Con Pérez-Reverte a bordo del Corso III. Embarcamos dos días en el velero en el que el escritor navega por su territorio mítico. Es la primera vez que acepta a un fotógrafo a bordo. La única condición es dejar en tierra las cosas de tierra y darle al mar todo el sitio. Así lo hicimos. Literatura y mar. Vientos, velas, recuerdos de galernas, nostalgia y confesiones.

El primer libro de mar que inauguró su biblioteca de párvulo fue 'Un capitán de 15 años' (Julio Verne). Regalo de su madre en 1959. Arturo Pérez-Reverte tenía ocho. Vivía en Cartagena, donde nació en el 51. Escuchar las aventuras de su tío Antonio, marino mercante, estaba entre sus entusiasmos de niño. Por entonces su afición era ir al puerto a observar el trajín de los barcos, se arrimaba a los marinos apiñados en las tabernas, para escuchar. Aquel ambiente centelleante era un muestrario de buscavidas, tahúres, gentes de existencia desvencijada, pescadores, militares, algún tullido al que un marrajo le llevó la mano al fondo del abismo, sablistas, mercaderes ambulantes y otros fenotipos de dique seco. En medio de ese carnaval confuso espigó aquel muchacho excitado por echarse al pronto al mar a vivir esas vidas, a probarse otros nombres, imbuido por los sueños de los barcos que ha visto pasar. Barcos que se pierden y se agigantan por igual en la lejanía y en la mente.

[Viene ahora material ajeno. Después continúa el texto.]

use eframe::egui::{
    Align2, Color32, FontId, Painter, Pos2, Rect, Stroke, StrokeKind, Vec2, vec2,
};

use crate::graph::MediaType;
use crate::graph::render::{EdgeLine, NodeCard};

const CARD_FILL: Color32 = Color32::from_rgb(30, 36, 46);
const CENTER_ACCENT: Color32 = Color32::from_rgb(245, 158, 11);
const HOVER_ACCENT: Color32 = Color32::from_rgb(96, 165, 250);

pub(super) fn blend_color(base: Color32, overlay: Color32, amount: f32) -> Color32 {
    let amount = amount.clamp(0.0, 1.0);
    let inverse = 1.0 - amount;

    Color32::from_rgba_unmultiplied(
        ((base.r() as f32 * inverse) + (overlay.r() as f32 * amount)) as u8,
        ((base.g() as f32 * inverse) + (overlay.g() as f32 * amount)) as u8,
        ((base.b() as f32 * inverse) + (overlay.b() as f32 * amount)) as u8,
        ((base.a() as f32 * inverse) + (overlay.a() as f32 * amount)) as u8,
    )
}

pub(super) fn draw_background(painter: &Painter, rect: Rect, translate: Vec2, scale: f32) {
    painter.rect_filled(rect, 0.0, Color32::from_rgb(17, 20, 26));

    let step = (64.0 * scale).max(24.0);
    let origin = rect.min + translate;
    let stroke = Stroke::new(1.0, Color32::from_rgba_unmultiplied(60, 70, 80, 50));

    let mut x = rect.left() + (origin.x - rect.left()).rem_euclid(step);
    while x < rect.right() {
        painter.line_segment([Pos2::new(x, rect.top()), Pos2::new(x, rect.bottom())], stroke);
        x += step;
    }

    let mut y = rect.top() + (origin.y - rect.top()).rem_euclid(step);
    while y < rect.bottom() {
        painter.line_segment([Pos2::new(rect.left(), y), Pos2::new(rect.right(), y)], stroke);
        y += step;
    }
}

pub(super) fn edge_visible(rect: Rect, start: Pos2, end: Pos2, padding: f32) -> bool {
    let min_x = start.x.min(end.x) - padding;
    let max_x = start.x.max(end.x) + padding;
    let min_y = start.y.min(end.y) - padding;
    let max_y = start.y.max(end.y) + padding;

    !(max_x < rect.left() || min_x > rect.right() || max_y < rect.top() || min_y > rect.bottom())
}

pub(super) fn paint_edge(painter: &Painter, origin: Vec2, line: &EdgeLine) {
    let start = (origin + line.start).to_pos2();
    let end = (origin + line.end).to_pos2();
    if !edge_visible(painter.clip_rect(), start, end, line.width) {
        return;
    }

    painter.line_segment(
        [start, end],
        Stroke::new(line.width, line.color.gamma_multiply(line.opacity)),
    );
}

fn poster_placeholder(media_type: MediaType) -> Color32 {
    match media_type {
        MediaType::Movie => Color32::from_rgb(51, 65, 85),
        MediaType::Series => Color32::from_rgb(67, 56, 92),
    }
}

pub(super) fn paint_card(painter: &Painter, origin: Vec2, card: &NodeCard, scale: f32) {
    let rect = card.rect.translate(origin);
    if !rect.intersects(painter.clip_rect()) {
        return;
    }
    let poster = card.poster.translate(origin);
    let rounding = 6.0 * scale;

    painter.rect_filled(rect, rounding, CARD_FILL);
    painter.rect_filled(poster, rounding, poster_placeholder(card.media_type));
    painter.text(
        poster.center(),
        Align2::CENTER_CENTER,
        card.media_type.label(),
        FontId::proportional(11.0 * scale),
        Color32::from_gray(170),
    );

    let title_size = (if card.is_center { 13.0 } else { 11.0 }) * scale;
    let strip_top = poster.bottom() + 3.0 * scale;
    painter.text(
        Pos2::new(rect.center().x, strip_top),
        Align2::CENTER_TOP,
        card.title.as_str(),
        FontId::proportional(title_size),
        Color32::from_gray(236),
    );
    if let Some(year) = card.year.as_deref() {
        painter.text(
            Pos2::new(rect.center().x, strip_top + title_size + 3.0 * scale),
            Align2::CENTER_TOP,
            year,
            FontId::proportional(10.0 * scale),
            Color32::from_gray(150),
        );
    }

    let border = if card.selected || card.hovered {
        Some((2.0, HOVER_ACCENT))
    } else if card.is_center {
        Some((2.0, CENTER_ACCENT))
    } else {
        None
    };
    if let Some((width, color)) = border {
        let color = if card.is_center && card.hovered {
            blend_color(CENTER_ACCENT, HOVER_ACCENT, 0.5)
        } else {
            color
        };
        painter.rect_stroke(rect, rounding, Stroke::new(width, color), StrokeKind::Inside);
    }
}

/// Small framed text block anchored just below-right of the pointer and kept
/// inside the clip rect.
pub(super) fn paint_tooltip(painter: &Painter, pointer: Pos2, lines: &[String]) {
    if lines.is_empty() {
        return;
    }

    let galley = painter.layout_no_wrap(
        lines.join("\n"),
        FontId::proportional(12.0),
        Color32::from_gray(235),
    );
    let padding = vec2(8.0, 6.0);
    let size = galley.size() + padding * 2.0;
    let clip = painter.clip_rect();

    let mut min = pointer + vec2(14.0, 14.0);
    if min.x + size.x > clip.right() {
        min.x = (pointer.x - 14.0 - size.x).max(clip.left());
    }
    if min.y + size.y > clip.bottom() {
        min.y = (pointer.y - 14.0 - size.y).max(clip.top());
    }

    let frame = Rect::from_min_size(min, size);
    painter.rect_filled(frame, 4.0, Color32::from_rgba_unmultiplied(12, 14, 19, 235));
    painter.rect_stroke(
        frame,
        4.0,
        Stroke::new(1.0, Color32::from_gray(70)),
        StrokeKind::Inside,
    );
    painter.galley(min + padding, galley, Color32::from_gray(235));
}

#[cfg(test)]
mod tests {
    use super::*;

    #[test]
    fn blend_mixes_channels_linearly() {
        let mixed = blend_color(Color32::from_rgb(0, 0, 0), Color32::from_rgb(200, 100, 50), 0.5);
        assert_eq!((mixed.r(), mixed.g(), mixed.b()), (100, 50, 25));
    }

    #[test]
    fn offscreen_edges_are_culled() {
        let rect = Rect::from_min_size(Pos2::ZERO, vec2(100.0, 100.0));
        assert!(edge_visible(rect, Pos2::new(-50.0, 50.0), Pos2::new(50.0, 50.0), 1.0));
        assert!(!edge_visible(rect, Pos2::new(200.0, 0.0), Pos2::new(300.0, 80.0), 2.0));
    }
}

Más o menos a la edad del capitán de la novela de Verne, Arturo Pérez-Reverte conoció a un personaje principal de su genealogía marinera: Paco el Piloto. Tipo recio, inquilino puro del mar, capitán de una embarcación menuda, El Piloto, de ahí el alias. Junto a él aprendió algunas mañas del contrabando de tabaco y whisky y entendió el voluminoso idioma de los marinos, la belleza y precisión de las palabras. Paco el Piloto era su escuela cuando escapaba de la escuela para salir de caza. Al calamar. A algún trapicheo de bote a bote. A pasear turistas. Paco el Piloto fue un maestro a la manera del señor Germain para Albert Camus, el hombre que le enseñó a leer y escribir cuando era un arrapiezo de Argel. «Con él aprendí cómo es posible resolver la vida con un pequeño barco y mucho coraje", dice Pérez-Reverte. "Fue ese amigo mayor, sabio, pícaro y silencioso que todos los adolescentes quieren tener". Un marino astuto, un filósofo profundo que hacía metafísica inmediata perfumado de gasóleo y sardina.

Esta mañana del primer día de marzo sopla una corriente garduña con breves rachas fatales. En el puerto de Cartagena el viento provoca un grilleo de jarcias nerviosas. En uno de los pantalanes, con altiva sobriedad, amarrado a los noráis, asoma el Corso III. Un velero rotundo, elegante, diseñado por el astillero escandinavo Hallberg-Rassy: 15 metros de eslora y 4,5 de manga. La vela de foque, blanquísima, tiene 10 metros desde el pujamen al puño de driza. La génova, unos 12. Antes hubo un Corso I y Corso II. En 1994, cuando aparcó el oficio de reportero en RTVE, Pérez-Reverte decidió empeñar la vida entre libros y mar. Lleva 30 años navegando en barco propio. Siempre a vela. Siempre en el Mediterráneo. Son las 10.11 de la mañana. Accedemos por la proa.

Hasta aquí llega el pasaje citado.